Образ так называемого «русского дружинника» – стереотипический. Нечто в кольчуге и островерхом шлеме, с червленым щитом, постоим за землю Русскую, ляжем костьми и все такое. Можно продолжать в том же духе, никто не осудит, люди одобряют то, что отвечает их уже имеющимся представлениям. Но дело в том, что в наше время езда в этих очень старых санях себя уже не оправдывает. Глупо вытаскивать из-за шкафа запыленные стереотипы, имея возможность взамен того воспользоваться материалами реальной жизни.

Жить в интересные времена, говорят, проклятье, но в смысле постижения жизни это много дает. И последние годы, к несчастью, всем дали понять, что иные вещи, которые мы считали принадлежностью давно ушедших жестоких эпох, по-прежнему с нами. Люди не особенно изменились. И если еще ближе к делу, то среди моих знакомых весьма много людей, в которых жив дух варварских эпох со всеми их хорошими и плохими сторонами. Во многих мужчинах и даже женщинах таится некая сила, которая в мирное время не нужна и не проявляется. Одни из этих людей пошли в реконструкторы и стали на досуге жить жизнью викингов, другие пошли на настоящую войну еще в 90-х годах в Боснию, кто-то временами переходит из реконструкции в настоящую войну и обратно. Доброволец – это человек, который сам выбрал себе такую жизнь, имея полную возможность сидеть дома. Я думаю, не будет натяжкой сказать, что именно эти люди максимально близки по своим качествам к тем, кто тысячу лет назад бросал хутор и поступал в княжескую дружину. Нынешние времена выявили их, и княжью дружину можно писать с натуры, а не брать за образец фильм «Александр Невский». Люди в этом слое самые разные: образования, характера, вкусов, взглядов и убеждений. Есть очень интеллигентные люди, тем не менее с тридцатилетним опытом участия в добровольческих движениях. Сейчас им пятьдесят. Есть один добрейший дядечка, по мирной профессии пасечник и одновременно снайпер. Объединяет их, пожалуй, только личная храбрость, потому что без нее там нечего делать. Но вот мотивации у них самые разные: от самых возвышенных «постоять за землю Русскую» до простой патологической жажды крови. Обычно, глядя с той или иной стороны, концентрируют внимание на одном либо на другом, но на самом деле-то есть и то, и другое. И неслучайно у таких людей заметен интерес к истории: они чувствуют свое родство с некими вневременными вещами, а мы через них можем заглянуть в жизнь давно ушедших людей.

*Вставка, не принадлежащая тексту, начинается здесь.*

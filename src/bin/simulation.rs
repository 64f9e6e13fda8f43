//! Fleet Telemetry Simulation
//!
//! Generates realistic vehicle sensor readings and posts them to a running
//! Fleet Sentinel instance. Simulates nominal urban driving with occasional
//! degradation bursts (hot motor + collapsing battery) to exercise the
//! failure and anomaly paths.
//!
//! # Usage
//! ```bash
//! ./simulation --url http://localhost:8080 --vehicles 1,2,3 --interval-ms 1000
//! ```

use clap::Parser;
use rand::prelude::*;
use rand_distr::{Distribution, Normal};
use std::time::Duration;

use fleet_sentinel::types::ReadingPayload;

// ============================================================================
// Driving Constants
// ============================================================================

/// Baseline cruise speed (km/h)
const BASE_SPEED: f64 = 45.0;
/// Baseline motor temperature (degrees C)
const BASE_TEMP: f64 = 55.0;
/// Battery drain per reading (%)
const BATTERY_DRAIN: f64 = 0.02;
/// Probability of entering a degradation burst per reading
const ANOMALY_PROB: f64 = 0.05;

// ============================================================================
// CLI Arguments
// ============================================================================

#[derive(Parser, Debug)]
#[command(name = "fleet-simulation")]
#[command(about = "Synthetic telemetry producer for Fleet Sentinel testing")]
#[command(version = "1.0")]
struct Args {
    /// Base URL of the running service
    #[arg(long, default_value = "http://localhost:8080")]
    url: String,

    /// Comma-separated vehicle ids to simulate
    #[arg(long, default_value = "1")]
    vehicles: String,

    /// Delay between readings per vehicle (milliseconds, 0 = no delay)
    #[arg(long, default_value = "1000")]
    interval_ms: u64,

    /// Total readings to send per vehicle (0 = run until interrupted)
    #[arg(long, default_value = "0")]
    count: u64,

    /// Random seed for reproducibility
    #[arg(long)]
    seed: Option<u64>,
}

// ============================================================================
// Vehicle Model
// ============================================================================

/// Per-vehicle state drifting over the run.
struct VehicleSim {
    id: u64,
    battery: f64,
    lat: f64,
    lon: f64,
    /// Readings left in the current degradation burst
    degraded_for: u32,
}

impl VehicleSim {
    fn new(id: u64, rng: &mut StdRng) -> Self {
        Self {
            id,
            battery: rng.gen_range(60.0..100.0),
            lat: 37.0 + rng.gen_range(0.0..1.0),
            lon: -122.5 + rng.gen_range(0.0..0.5),
            degraded_for: 0,
        }
    }

    fn next_reading(&mut self, rng: &mut StdRng, noise: &Noise) -> ReadingPayload {
        self.battery = (self.battery - BATTERY_DRAIN).max(0.0);
        self.lat += rng.gen_range(-0.0005..0.0005);
        self.lon += rng.gen_range(-0.0005..0.0005);

        if self.degraded_for == 0 && rng.gen_bool(ANOMALY_PROB) {
            self.degraded_for = rng.gen_range(3..10);
            eprintln!("vehicle {}: entering degradation burst", self.id);
        }

        let (temp, battery) = if self.degraded_for > 0 {
            self.degraded_for -= 1;
            (rng.gen_range(95.0..125.0), rng.gen_range(5.0..15.0))
        } else {
            (
                BASE_TEMP + rng.gen_range(-5.0..10.0),
                self.battery,
            )
        };

        ReadingPayload {
            vehicle_id: self.id,
            gps_lat: Some((self.lat * 1e6).round() / 1e6),
            gps_lon: Some((self.lon * 1e6).round() / 1e6),
            speed: Some((BASE_SPEED + noise.speed.sample(rng)).max(0.0)),
            battery: Some(battery),
            acc_x: Some(noise.accel.sample(rng)),
            acc_y: Some(noise.accel.sample(rng)),
            acc_z: Some(9.81 + noise.accel.sample(rng)),
            temp_motor: Some(temp),
            raw_payload: Some(serde_json::json!({
                "sensor_version": "v2.1.0",
                "source": "simulation",
            })),
        }
    }
}

/// Gaussian noise sources shared across vehicles.
struct Noise {
    speed: Normal<f64>,
    accel: Normal<f64>,
}

// ============================================================================
// Main Loop
// ============================================================================

#[tokio::main]
async fn main() -> anyhow::Result<()> {
    let args = Args::parse();

    let noise = Noise {
        speed: Normal::new(0.0, 8.0)?,
        accel: Normal::new(0.0, 0.4)?,
    };

    let mut rng = match args.seed {
        Some(seed) => StdRng::seed_from_u64(seed),
        None => StdRng::from_entropy(),
    };

    let vehicle_ids: Vec<u64> = args
        .vehicles
        .split(',')
        .filter_map(|s| s.trim().parse().ok())
        .collect();
    if vehicle_ids.is_empty() {
        anyhow::bail!("--vehicles must name at least one numeric vehicle id");
    }

    let mut sims: Vec<VehicleSim> = vehicle_ids
        .iter()
        .map(|&id| VehicleSim::new(id, &mut rng))
        .collect();

    let endpoint = format!("{}/api/v1/sensor-data", args.url.trim_end_matches('/'));
    let client = reqwest::Client::new();

    eprintln!(
        "Simulating {} vehicle(s) against {} every {}ms",
        sims.len(),
        endpoint,
        args.interval_ms
    );

    let mut sent: u64 = 0;
    loop {
        for sim in &mut sims {
            let payload = sim.next_reading(&mut rng, &noise);
            match client.post(&endpoint).json(&payload).send().await {
                Ok(resp) if resp.status().is_success() => {}
                Ok(resp) => eprintln!(
                    "vehicle {}: server answered {} - is it registered? (run `fleet-sentinel seed`)",
                    sim.id,
                    resp.status()
                ),
                Err(e) => eprintln!("vehicle {}: send failed: {e}", sim.id),
            }
        }

        sent += 1;
        if args.count > 0 && sent >= args.count {
            break;
        }
        if args.interval_ms > 0 {
            tokio::time::sleep(Duration::from_millis(args.interval_ms)).await;
        }
    }

    eprintln!("Simulation complete: {sent} reading(s) per vehicle");
    Ok(())
}
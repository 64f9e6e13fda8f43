//! WebSocket observer endpoint
//!
//! Each connection to `/ws/vehicles` registers one hub observer. A
//! forwarding loop serializes hub updates onto the socket; when the socket
//! closes (or a send fails) the observer is unsubscribed. The hub may also
//! prune the observer first - a slow socket fills its channel - in which
//! case the forwarding loop ends on the closed channel.

use axum::extract::ws::{Message, WebSocket, WebSocketUpgrade};
use axum::extract::State;
use axum::response::Response;
use tracing::{debug, warn};

use super::handlers::ApiState;

/// GET /ws/vehicles - upgrade and attach the socket to the broadcast hub.
pub async fn vehicles_ws(ws: WebSocketUpgrade, State(state): State<ApiState>) -> Response {
    ws.on_upgrade(move |socket| observer_loop(socket, state))
}

async fn observer_loop(mut socket: WebSocket, state: ApiState) {
    let (observer_id, mut updates) = state.hub.subscribe().await;

    loop {
        tokio::select! {
            update = updates.recv() => {
                let Some(update) = update else {
                    // Hub pruned this observer after a failed delivery.
                    debug!("Observer channel closed by hub");
                    break;
                };
                let text = match serde_json::to_string(&update) {
                    Ok(text) => text,
                    Err(e) => {
                        warn!(error = %e, "Failed to serialize broadcast update");
                        continue;
                    }
                };
                if socket.send(Message::Text(text)).await.is_err() {
                    debug!("WebSocket send failed - client gone");
                    break;
                }
            }
            inbound = socket.recv() => {
                match inbound {
                    // Clients may ping or send keepalives; ignore content.
                    Some(Ok(Message::Close(_))) | Some(Err(_)) | None => break,
                    Some(Ok(_)) => {}
                }
            }
        }
    }

    state.hub.unsubscribe(observer_id).await;
}
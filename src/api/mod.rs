//! REST + WebSocket API module using Axum
//!
//! Provides the external surface of the telemetry service:
//! - `POST /api/v1/sensor-data` - the ingestion entry point
//! - read-latest and registry endpoints under `/api/v1`
//! - `/health` - service status
//! - `/ws/vehicles` - live observer WebSocket

pub mod envelope;
pub mod handlers;
mod routes;
mod ws;

pub use handlers::ApiState;

use axum::http::{header, Method};
use axum::Router;
use tower_http::cors::CorsLayer;
use tower_http::trace::TraceLayer;

/// Build a CORS layer that is restrictive by default (same-origin only).
///
/// Set `FLEET_SENTINEL_CORS_ORIGINS` to a comma-separated list of allowed
/// origins for development dashboards.
fn build_cors_layer() -> CorsLayer {
    match std::env::var("FLEET_SENTINEL_CORS_ORIGINS") {
        Ok(origins) => {
            let allowed: Vec<_> = origins
                .split(',')
                .filter_map(|o| o.trim().parse().ok())
                .collect();
            tracing::info!(origins = %origins, "CORS: allowing configured origins");
            CorsLayer::new()
                .allow_origin(allowed)
                .allow_methods([Method::GET, Method::POST])
                .allow_headers([header::CONTENT_TYPE])
        }
        Err(_) => CorsLayer::new()
            .allow_methods([Method::GET, Method::POST])
            .allow_headers([header::CONTENT_TYPE]),
    }
}

/// Create the complete application router.
pub fn create_app(state: ApiState) -> Router {
    Router::new()
        .nest("/api/v1", routes::api_routes(state.clone()))
        .merge(routes::root_routes(state))
        .layer(TraceLayer::new_for_http())
        .layer(build_cors_layer())
}
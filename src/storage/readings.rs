//! Reading stream operations

use chrono::{DateTime, Utc};

use crate::types::{Reading, ReadingPayload};

use super::{stream_key, vehicle_prefix, FleetStore, StorageError};

impl FleetStore {
    /// Persist one reading with a freshly assigned id and the given
    /// server-side timestamp. Returns the stored record.
    pub fn insert_reading(
        &self,
        payload: &ReadingPayload,
        timestamp: DateTime<Utc>,
    ) -> Result<Reading, StorageError> {
        let reading = Reading::from_payload(self.next_id()?, timestamp, payload);
        let key = stream_key(
            reading.vehicle_id,
            reading.timestamp.timestamp_millis(),
            reading.id,
        );
        self.readings_tree()
            .insert(key, serde_json::to_vec(&reading)?)?;
        Ok(reading)
    }

    /// Newest reading for a vehicle, if any.
    pub fn latest_reading(&self, vehicle_id: u64) -> Result<Option<Reading>, StorageError> {
        latest_in_stream(self.readings_tree(), vehicle_id)
    }

    /// Up to `limit` most recent readings for a vehicle, newest first.
    pub fn recent_readings(
        &self,
        vehicle_id: u64,
        limit: usize,
    ) -> Result<Vec<Reading>, StorageError> {
        recent_in_stream(self.readings_tree(), vehicle_id, limit)
    }
}

/// Newest JSON row in a vehicle's stream.
pub(crate) fn latest_in_stream<T: serde::de::DeserializeOwned>(
    tree: &sled::Tree,
    vehicle_id: u64,
) -> Result<Option<T>, StorageError> {
    match tree.scan_prefix(vehicle_prefix(vehicle_id)).last() {
        Some(item) => {
            let (_key, value) = item?;
            Ok(Some(serde_json::from_slice(&value)?))
        }
        None => Ok(None),
    }
}

/// Up to `limit` newest JSON rows in a vehicle's stream, newest first.
pub(crate) fn recent_in_stream<T: serde::de::DeserializeOwned>(
    tree: &sled::Tree,
    vehicle_id: u64,
    limit: usize,
) -> Result<Vec<T>, StorageError> {
    let mut rows = Vec::with_capacity(limit.min(64));
    for item in tree.scan_prefix(vehicle_prefix(vehicle_id)).rev() {
        if rows.len() >= limit {
            break;
        }
        let (_key, value) = item?;
        match serde_json::from_slice(&value) {
            Ok(row) => rows.push(row),
            Err(e) => tracing::warn!(error = %e, "Skipping undecodable stream row"),
        }
    }
    Ok(rows)
}

#[cfg(test)]
mod tests {
    use super::*;
    use chrono::Duration;

    fn payload(vehicle_id: u64, speed: f64) -> ReadingPayload {
        ReadingPayload {
            vehicle_id,
            gps_lat: None,
            gps_lon: None,
            speed: Some(speed),
            battery: Some(90.0),
            acc_x: None,
            acc_y: None,
            acc_z: None,
            temp_motor: Some(55.0),
            raw_payload: None,
        }
    }

    #[test]
    fn test_latest_reading_orders_by_timestamp() {
        let dir = tempfile::tempdir().unwrap();
        let store = FleetStore::open(dir.path()).unwrap();

        let t0 = Utc::now();
        store.insert_reading(&payload(7, 10.0), t0).unwrap();
        store
            .insert_reading(&payload(7, 20.0), t0 + Duration::seconds(1))
            .unwrap();
        store
            .insert_reading(&payload(7, 30.0), t0 + Duration::seconds(2))
            .unwrap();

        let latest = store.latest_reading(7).unwrap().unwrap();
        assert_eq!(latest.speed, Some(30.0));
    }

    #[test]
    fn test_streams_are_isolated_per_vehicle() {
        let dir = tempfile::tempdir().unwrap();
        let store = FleetStore::open(dir.path()).unwrap();

        let now = Utc::now();
        store.insert_reading(&payload(1, 11.0), now).unwrap();
        store.insert_reading(&payload(2, 22.0), now).unwrap();

        assert_eq!(store.latest_reading(1).unwrap().unwrap().speed, Some(11.0));
        assert_eq!(store.latest_reading(2).unwrap().unwrap().speed, Some(22.0));
        assert!(store.latest_reading(3).unwrap().is_none());
    }

    #[test]
    fn test_recent_readings_newest_first() {
        let dir = tempfile::tempdir().unwrap();
        let store = FleetStore::open(dir.path()).unwrap();

        let t0 = Utc::now();
        for i in 0..5 {
            store
                .insert_reading(&payload(4, f64::from(i)), t0 + Duration::seconds(i.into()))
                .unwrap();
        }

        let recent = store.recent_readings(4, 3).unwrap();
        assert_eq!(recent.len(), 3);
        assert_eq!(recent[0].speed, Some(4.0));
        assert_eq!(recent[2].speed, Some(2.0));
    }
}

И вот, собственно, что я хотела сказать. История – процесс непрерывный и потому живой. Пока у нас что-то развивается, сохраняют актуальность не только события прошедших эпох, но и представления, их духовная жизнь. Поэтому, когда мы желаем обрисовать образ героя былых времен, источники наши, даже при полном отсутствии реальных данных, на самом деле неисчерпаемы: от самых древних архаичных представлений, на которых он в своем 10 веке вырос, до живого его продолжения в потомках, которые выросли уже на памяти его дел. И вот нам удастся выбрать актуальные моменты из этого множества и связать их в целостный образ, тогда сделанное нами будет обеспечивать единство национальной культуры и связь поколений. Но это в теории, а на практике – уж у кого сколько ума и таланта хватит.

 

 


[1] См. роман «Ольга, лесная княгиня», первый в цикле.